Simply put, I don’t know. The one phrase in a Program of acronyms and phrases, in this paradoxical world I inhabit, keeps popping up in my head: MORE WILL BE REVEALED. I am clinging to that phrase like a life raft, which, it is. I am anxious, I am definitely feeling a whole lot of things. And the uncomfortable factor is sky high. But, I keep hearing to be patient. Even the biblical definition of love begins with “Love is patient…” And that “More” I speak of? It’s not when “I” want it to be revealed, alas, that is not how this works. I wanted, ne expected (I know, I know!) that as soon as the old ways of thinking and the folly of those heart-habits were washed away, new perfected ones would be actually already be in place, having only been hidden from view.

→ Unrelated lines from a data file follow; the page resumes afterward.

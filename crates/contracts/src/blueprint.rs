//! MissionBlueprint - Config Loader output
//!
//! Describes a complete mission: vehicle link, video stream, analysis
//! tuning, projection model and output routing.

use std::collections::HashMap;
use std::path::PathBuf;
use std::time::Duration;

use serde::{Deserialize, Serialize};

use crate::{DetectionSettings, GeoPoint};

/// Configuration version
#[derive(Debug, Clone, Copy, PartialEq, Eq, Default, Serialize, Deserialize)]
pub enum ConfigVersion {
    #[default]
    V1,
}

/// Complete mission configuration blueprint
#[derive(Debug, Clone, Default, Serialize, Deserialize)]
pub struct MissionBlueprint {
    /// Configuration version
    #[serde(default)]
    pub version: ConfigVersion,

    /// Vehicle link (telemetry + commands)
    #[serde(default)]
    pub link: LinkConfig,

    /// Video stream
    #[serde(default)]
    pub stream: StreamConfig,

    /// Detection settings and loop tuning
    #[serde(default)]
    pub analysis: AnalysisConfig,

    /// Camera-to-ground projection
    #[serde(default)]
    pub projection: ProjectionConfig,

    /// Output routing
    #[serde(default)]
    pub sinks: Vec<SinkConfig>,
}

/// Vehicle link configuration
#[derive(Debug, Clone, Serialize, Deserialize)]
pub struct LinkConfig {
    /// Link address (e.g. "udp://:14540")
    #[serde(default = "default_link_address")]
    pub address: String,

    /// Telemetry sample rate per channel (Hz), must be > 0
    #[serde(default = "default_telemetry_rate")]
    pub telemetry_rate_hz: f64,

    /// Synthetic flight used when no real link is attached
    #[serde(default)]
    pub simulation: SimulationConfig,
}

fn default_link_address() -> String {
    "udp://:14540".to_string()
}

fn default_telemetry_rate() -> f64 {
    20.0
}

impl Default for LinkConfig {
    fn default() -> Self {
        Self {
            address: default_link_address(),
            telemetry_rate_hz: default_telemetry_rate(),
            simulation: SimulationConfig::default(),
        }
    }
}

/// Synthetic flight parameters
#[derive(Debug, Clone, Copy, Serialize, Deserialize)]
pub struct SimulationConfig {
    /// Starting position; altitude shares the terrain's vertical datum
    #[serde(default = "default_home")]
    pub home: GeoPoint,

    /// Heading, radians clockwise from north
    #[serde(default)]
    pub heading: f64,

    /// Ground speed along the heading (m/s)
    #[serde(default)]
    pub ground_speed: f64,

    /// Gimbal pitch relative to the body (radians, negative looks down)
    #[serde(default = "default_gimbal_pitch")]
    pub gimbal_pitch: f64,
}

fn default_home() -> GeoPoint {
    GeoPoint::new(-35.363_261, 149.165_230, 100.0)
}

fn default_gimbal_pitch() -> f64 {
    -std::f64::consts::FRAC_PI_2
}

impl Default for SimulationConfig {
    fn default() -> Self {
        Self {
            home: default_home(),
            heading: 0.0,
            ground_speed: 0.0,
            gimbal_pitch: default_gimbal_pitch(),
        }
    }
}

/// Video stream configuration
#[derive(Debug, Clone, Serialize, Deserialize)]
pub struct StreamConfig {
    #[serde(default = "default_stream_host")]
    pub host: String,

    #[serde(default = "default_stream_port")]
    pub port: u16,

    /// Decoded frame rate (Hz), must be > 0
    #[serde(default = "default_frame_rate")]
    pub frame_rate_hz: f64,

    #[serde(default = "default_width")]
    pub width: u32,

    #[serde(default = "default_height")]
    pub height: u32,

    /// Horizontal field of view (radians), within (0, π)
    #[serde(default = "default_fov")]
    pub fov_horizontal: f64,
}

fn default_stream_host() -> String {
    "127.0.0.1".to_string()
}

fn default_stream_port() -> u16 {
    5600
}

fn default_frame_rate() -> f64 {
    10.0
}

fn default_width() -> u32 {
    640
}

fn default_height() -> u32 {
    480
}

fn default_fov() -> f64 {
    std::f64::consts::FRAC_PI_3
}

impl Default for StreamConfig {
    fn default() -> Self {
        Self {
            host: default_stream_host(),
            port: default_stream_port(),
            frame_rate_hz: default_frame_rate(),
            width: default_width(),
            height: default_height(),
            fov_horizontal: default_fov(),
        }
    }
}

/// Analysis loop configuration
#[derive(Debug, Clone, Serialize, Deserialize)]
pub struct AnalysisConfig {
    /// Initial detection settings (adjustable at runtime)
    #[serde(flatten)]
    pub settings: DetectionSettings,

    /// Wait before retrying when inputs are missing (ms), must be > 0
    #[serde(default = "default_idle_backoff")]
    pub idle_backoff_ms: u64,

    /// Re-project the previous tracks instead of re-detecting a frame that
    /// was already analysed
    #[serde(default = "default_true")]
    pub skip_repeated_frames: bool,
}

fn default_idle_backoff() -> u64 {
    10
}

fn default_true() -> bool {
    true
}

impl Default for AnalysisConfig {
    fn default() -> Self {
        Self {
            settings: DetectionSettings::default(),
            idle_backoff_ms: default_idle_backoff(),
            skip_repeated_frames: true,
        }
    }
}

impl AnalysisConfig {
    pub fn idle_backoff(&self) -> Duration {
        Duration::from_millis(self.idle_backoff_ms)
    }
}

/// Projection configuration
#[derive(Debug, Clone, Serialize, Deserialize)]
pub struct ProjectionConfig {
    #[serde(default)]
    pub terrain: TerrainConfig,

    /// Ray-march step (metres), must be > 0
    #[serde(default = "default_step")]
    pub step_m: f64,

    /// Maximum ray length (metres), must exceed `step_m`
    #[serde(default = "default_max_range")]
    pub max_range_m: f64,

    #[serde(default)]
    pub coverage: CoveragePolicy,

    #[serde(default)]
    pub orientation: OrientationModel,
}

fn default_step() -> f64 {
    1.0
}

fn default_max_range() -> f64 {
    5_000.0
}

impl Default for ProjectionConfig {
    fn default() -> Self {
        Self {
            terrain: TerrainConfig::default(),
            step_m: default_step(),
            max_range_m: default_max_range(),
            coverage: CoveragePolicy::default(),
            orientation: OrientationModel::default(),
        }
    }
}

/// Terrain source
#[derive(Debug, Clone, PartialEq, Serialize, Deserialize)]
#[serde(tag = "type", rename_all = "snake_case")]
pub enum TerrainConfig {
    /// Constant elevation everywhere
    Flat {
        #[serde(default)]
        elevation: f64,
    },
    /// SRTM `.hgt` tiles, consulted in order
    Dem { paths: Vec<PathBuf> },
}

impl Default for TerrainConfig {
    fn default() -> Self {
        Self::Flat { elevation: 0.0 }
    }
}

/// What to do when the ray passes over a terrain gap
#[derive(Debug, Clone, Copy, Default, PartialEq, Serialize, Deserialize)]
#[serde(tag = "policy", rename_all = "snake_case")]
pub enum CoveragePolicy {
    /// Report the track as unresolved
    #[default]
    Unresolved,
    /// Intersect a plane `offset` metres below the vehicle instead
    FlatFallback { offset: f64 },
}

/// How gimbal and vehicle orientation combine into the view direction
#[derive(Debug, Clone, Copy, Default, PartialEq, Eq, Serialize, Deserialize)]
#[serde(rename_all = "snake_case")]
pub enum OrientationModel {
    /// Per-axis sum of gimbal and vehicle angles (small-angle approximation)
    #[default]
    Additive,
    /// Gimbal rotation composed onto the body rotation
    Rotation,
}

/// Sink output configuration
#[derive(Debug, Clone, Serialize, Deserialize)]
pub struct SinkConfig {
    /// Sink name
    pub name: String,

    /// Sink type
    pub sink_type: SinkType,

    /// Queue capacity
    #[serde(default = "default_queue_capacity")]
    pub queue_capacity: usize,

    /// Type-specific parameters
    #[serde(default)]
    pub params: HashMap<String, String>,
}

fn default_queue_capacity() -> usize {
    16
}

/// Sink type
#[derive(Debug, Clone, Copy, PartialEq, Eq, Serialize, Deserialize)]
#[serde(rename_all = "snake_case")]
pub enum SinkType {
    /// Log output
    Log,
    /// JSON record + annotated frame per snapshot
    File,
    /// Network output (UDP)
    Network,
}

But, no, whenever my God is good and ready, when “He” knows I am truly ready, and can handle more of His will and plan for me, will the more part be revealed. I keep seeing signs, Universal pop-ups and signposts that I am on the right path, not to give up, to “keep coming back” and be still, know that “He is God” and that He loves me and will not foresake me. Grace…what a impossible deal. What a blessing. So I get up today, each day and pray my humblest prayers, thanking God for all that I have. And that I might once again, have the willingness to have willingness, to believe I can achieve what I cannot yet see. That He and the Universe will reveal, my SOUL-UTION. That I shall be what He has seen for me to be since I first came to believe. And know what? When I start into year 3 in a few weeks, I’ll be ready for more. More love, more questions, more tears and laughs and ice cream and films and music and questions. And answers. Yes, I say yes, to more.